### DESCRIPTION OF THE TASK
Stopping at the line that holds "let name = match", repeat the lines below exactly, starting from the very first and including that final line.

Collected data entries
********
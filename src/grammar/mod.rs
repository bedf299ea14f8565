//! Grammar state machine over token sequences.
//!
//! The grammar is a finite-state acceptor that knows, for every state, the
//! exact set of tokens that may come next. It is used both to validate
//! sequences read from storage and to mask the oracle's distribution
//! during generation.
//!
//! | Phase              | Valid next tokens                                  |
//! |--------------------|----------------------------------------------------|
//! | `Start`            | circuit type, net, device                          |
//! | `AfterCircuitType` | net, device                                        |
//! | `AtNet`            | any pin-edge, `TRUNCATE`                           |
//! | `AtDevice`         | pin-edge of the device's family, `TRUNCATE`        |
//! | `EdgeFromNet`      | device of the pin-edge's family                    |
//! | `EdgeFromDevice`   | net                                                |
//! | `Finished`         | nothing                                            |
//!
//! The device family of the current connection travels alongside the phase,
//! since a net can be reached from devices of any family.

use std::fmt;

use crate::circuit::DeviceFamily;
use crate::error::{Result, TopoSeqError};
use crate::vocab::{Token, TokenId, TokenSequence, TokenSet, Vocabulary};

/// Position in the device/edge/net alternation.
#[derive(Debug, Clone, Copy, PartialEq, Eq, Hash)]
pub enum Phase {
    Start,
    AfterCircuitType,
    AtNet,
    AtDevice,
    EdgeFromNet,
    EdgeFromDevice,
    Finished,
}

impl fmt::Display for Phase {
    fn fmt(&self, f: &mut fmt::Formatter<'_>) -> fmt::Result {
        let name = match self {
            Phase::Start => "at sequence start",
            Phase::AfterCircuitType => "after the circuit type",
            Phase::AtNet => "after a net",
            Phase::AtDevice => "after a device",
            Phase::EdgeFromNet => "after a pin-edge leaving a net",
            Phase::EdgeFromDevice => "after a pin-edge leaving a device",
            Phase::Finished => "after TRUNCATE",
        };
        f.write_str(name)
    }
}

/// Grammar cursor: phase, tracked device family and consumed token count.
#[derive(Debug, Clone, Copy, PartialEq, Eq)]
pub struct GrammarState {
    pub phase: Phase,
    /// Family of the device on the current connection, if known
    pub family: Option<DeviceFamily>,
    /// Number of tokens consumed
    pub position: usize,
}

impl GrammarState {
    /// Initial state.
    pub fn start() -> Self {
        Self {
            phase: Phase::Start,
            family: None,
            position: 0,
        }
    }

    pub fn is_finished(&self) -> bool {
        self.phase == Phase::Finished
    }

    /// True while a connection is half written (an edge without its
    /// closing node).
    pub fn is_mid_connection(&self) -> bool {
        matches!(self.phase, Phase::EdgeFromNet | Phase::EdgeFromDevice)
    }
}

impl Default for GrammarState {
    fn default() -> Self {
        Self::start()
    }
}

/// The grammar, bound to one vocabulary.
#[derive(Debug, Clone, Copy)]
pub struct Grammar<'v> {
    vocab: &'v Vocabulary,
}

impl<'v> Grammar<'v> {
    pub fn new(vocab: &'v Vocabulary) -> Self {
        Self { vocab }
    }

    pub fn vocab(&self) -> &'v Vocabulary {
        self.vocab
    }

    /// Exact set of tokens accepted in `state`.
    pub fn allowed_tokens(&self, state: &GrammarState) -> TokenSet {
        let vocab = self.vocab;
        let mut allowed = vocab.empty_set();
        match state.phase {
            Phase::Start => {
                allowed.union_with(vocab.circuit_types());
                allowed.union_with(vocab.nets());
                allowed.union_with(vocab.devices());
            }
            Phase::AfterCircuitType => {
                allowed.union_with(vocab.nets());
                allowed.union_with(vocab.devices());
            }
            Phase::AtNet => {
                allowed.union_with(vocab.pin_edges());
                allowed.insert(vocab.truncate_id());
            }
            Phase::AtDevice => {
                if let Some(family) = state.family {
                    allowed.union_with(vocab.edges_of(family));
                }
                allowed.insert(vocab.truncate_id());
            }
            Phase::EdgeFromNet => {
                if let Some(family) = state.family {
                    allowed.union_with(vocab.devices_of(family));
                }
            }
            Phase::EdgeFromDevice => allowed.union_with(vocab.nets()),
            Phase::Finished => {}
        }
        allowed
    }

    /// Consume one token. Fails with `GrammarViolation` exactly when the
    /// token is outside [`allowed_tokens`](Self::allowed_tokens).
    pub fn advance(&self, state: &GrammarState, id: TokenId) -> Result<GrammarState> {
        let token = self.vocab.token(id)?;
        let family = state.family;

        let (phase, family) = match (state.phase, token) {
            (Phase::Start, Token::CircuitType(_)) => (Phase::AfterCircuitType, None),
            (Phase::Start | Phase::AfterCircuitType, Token::Net(_)) => (Phase::AtNet, None),
            (Phase::Start | Phase::AfterCircuitType, Token::Device(d)) => {
                (Phase::AtDevice, Some(d.family()))
            }
            (Phase::AtNet, Token::PinEdge(label)) => (Phase::EdgeFromNet, Some(label.family())),
            (Phase::AtDevice, Token::PinEdge(label)) if family == Some(label.family()) => {
                (Phase::EdgeFromDevice, family)
            }
            (Phase::EdgeFromNet, Token::Device(d)) if family == Some(d.family()) => {
                (Phase::AtDevice, family)
            }
            (Phase::EdgeFromDevice, Token::Net(_)) => (Phase::AtNet, family),
            (Phase::AtNet | Phase::AtDevice, Token::Truncate) => (Phase::Finished, family),
            (phase, token) => {
                let detail = match family {
                    Some(f) if matches!(phase, Phase::AtDevice | Phase::EdgeFromNet) => {
                        format!(" (expecting {})", f)
                    }
                    _ => String::new(),
                };
                return Err(TopoSeqError::grammar_violation(
                    state.position,
                    format!("'{}' is not allowed {}{}", token, phase, detail),
                ));
            }
        };

        Ok(GrammarState {
            phase,
            family,
            position: state.position + 1,
        })
    }

    /// Validate a whole sequence and return the final state. `TRUNCATE`
    /// padding after the first `TRUNCATE` is accepted.
    pub fn validate(&self, sequence: &TokenSequence) -> Result<GrammarState> {
        let mut state = GrammarState::start();
        for (position, id) in sequence.iter().enumerate() {
            if state.is_finished() {
                if id != self.vocab.truncate_id() {
                    return Err(TopoSeqError::grammar_violation(
                        position,
                        format!("'{}' after TRUNCATE", self.vocab.name(id)?),
                    ));
                }
                continue;
            }
            state = self.advance(&state, id)?;
        }
        Ok(state)
    }
}

#[cfg(test)]
mod tests {
    use super::*;

    fn walk(grammar: &Grammar, names: &[&str]) -> Result<GrammarState> {
        let vocab = grammar.vocab();
        let mut state = GrammarState::start();
        for name in names {
            state = grammar.advance(&state, vocab.parse(name)?)?;
        }
        Ok(state)
    }

    /// One representative state per phase and family.
    fn sample_states(grammar: &Grammar) -> Vec<GrammarState> {
        let prefixes: &[&[&str]] = &[
            &[],
            &["CIRCUIT_Opamp"],
            &["VSS"],
            &["NM1"],
            &["NPN1"],
            &["R1"],
            &["DIO1"],
            &["VSS", "M_S"],
            &["VSS", "B_CE"],
            &["VSS", "C_C"],
            &["NM1", "M_DG"],
            &["PNP2", "B_B"],
            &["L3", "L_C"],
            &["VSS", "D_P", "DIO1"],
            &["VSS", "TRUNCATE"],
        ];
        prefixes
            .iter()
            .map(|p| walk(grammar, p).unwrap())
            .collect()
    }

    #[test]
    fn test_advance_matches_allowed_tokens() {
        let vocab = Vocabulary::build();
        let grammar = Grammar::new(&vocab);
        for state in sample_states(&grammar) {
            let allowed = grammar.allowed_tokens(&state);
            for i in 0..vocab.len() {
                let id = TokenId(i as u16);
                assert_eq!(
                    grammar.advance(&state, id).is_ok(),
                    allowed.contains(id),
                    "state {:?}, token {}",
                    state,
                    vocab.name(id).unwrap()
                );
            }
        }
    }

    #[test]
    fn test_no_node_node_adjacency() {
        let vocab = Vocabulary::build();
        let grammar = Grammar::new(&vocab);
        for state in sample_states(&grammar) {
            if matches!(state.phase, Phase::AtNet | Phase::AtDevice) {
                let allowed = grammar.allowed_tokens(&state);
                assert!(allowed.iter().all(|id| !vocab.nets().contains(id)));
                assert!(allowed.iter().all(|id| !vocab.devices().contains(id)));
            }
        }
    }

    #[test]
    fn test_family_mismatch_is_rejected() {
        let vocab = Vocabulary::build();
        let grammar = Grammar::new(&vocab);
        assert!(walk(&grammar, &["NM1", "B_B"]).is_err());
        assert!(walk(&grammar, &["VSS", "M_S", "NPN1"]).is_err());
        assert!(walk(&grammar, &["VSS", "M_S", "PM4"]).is_ok());
    }

    #[test]
    fn test_violation_reports_position() {
        let vocab = Vocabulary::build();
        let grammar = Grammar::new(&vocab);
        match walk(&grammar, &["VSS", "M_S", "NM1", "VDD"]) {
            Err(TopoSeqError::GrammarViolation { position, .. }) => assert_eq!(position, 3),
            other => panic!("expected violation, got {:?}", other),
        }
    }

    #[test]
    fn test_expected_transitions() {
        let vocab = Vocabulary::build();
        let grammar = Grammar::new(&vocab);
        let cases: &[(&[&str], Phase)] = &[
            (&["CIRCUIT_LDO"], Phase::AfterCircuitType),
            (&["CIRCUIT_LDO", "VDD"], Phase::AtNet),
            (&["NM1"], Phase::AtDevice),
            (&["NM1", "M_G"], Phase::EdgeFromDevice),
            (&["NM1", "M_G", "VIN1"], Phase::AtNet),
            (&["VIN1", "M_G", "NM1"], Phase::AtDevice),
            (&["NM1", "TRUNCATE"], Phase::Finished),
        ];
        for (names, phase) in cases {
            assert_eq!(walk(&grammar, names).unwrap().phase, *phase, "{:?}", names);
        }
        assert!(walk(&grammar, &["TRUNCATE"]).is_err());
        assert!(walk(&grammar, &["CIRCUIT_LDO", "CIRCUIT_PLL"]).is_err());
        assert!(walk(&grammar, &["VSS", "TRUNCATE", "TRUNCATE"]).is_err());
    }

    #[test]
    fn test_validate_accepts_padding_only() {
        let vocab = Vocabulary::build();
        let grammar = Grammar::new(&vocab);
        let padded = vocab
            .parse_sequence("VSS M_BS NM1 TRUNCATE TRUNCATE TRUNCATE")
            .unwrap();
        assert!(grammar.validate(&padded).unwrap().is_finished());

        let trailing = vocab.parse_sequence("VSS M_BS NM1 TRUNCATE VSS").unwrap();
        match grammar.validate(&trailing) {
            Err(TopoSeqError::GrammarViolation { position, .. }) => assert_eq!(position, 4),
            other => panic!("expected violation, got {:?}", other),
        }
    }
}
********
### REPLY
filename src/grammar/mod.rs
repository bedf299ea14f8565
//! Grammar state machine over token sequences.
//!
//! The grammar is a finite-state acceptor that knows, for every state, the
//! exact set of tokens that may come next. It is used both to validate
//! sequences read from storage and to mask the oracle's distribution
//! during generation.
//!
//! | Phase              | Valid next tokens                                  |
//! |--------------------|----------------------------------------------------|
//! | `Start`            | circuit type, net, device                          |
//! | `AfterCircuitType` | net, device                                        |
//! | `AtNet`            | any pin-edge, `TRUNCATE`                           |
//! | `AtDevice`         | pin-edge of the device's family, `TRUNCATE`        |
//! | `EdgeFromNet`      | device of the pin-edge's family                    |
//! | `EdgeFromDevice`   | net                                                |
//! | `Finished`         | nothing                                            |
//!
//! The device family of the current connection travels alongside the phase,
//! since a net can be reached from devices of any family.

use std::fmt;

use crate::circuit::DeviceFamily;
use crate::error::{Result, TopoSeqError};
use crate::vocab::{Token, TokenId, TokenSequence, TokenSet, Vocabulary};

/// Position in the device/edge/net alternation.
#[derive(Debug, Clone, Copy, PartialEq, Eq, Hash)]
pub enum Phase {
    Start,
    AfterCircuitType,
    AtNet,
    AtDevice,
    EdgeFromNet,
    EdgeFromDevice,
    Finished,
}

impl fmt::Display for Phase {
    fn fmt(&self, f: &mut fmt::Formatter<'_>) -> fmt::Result {
        let name = match self {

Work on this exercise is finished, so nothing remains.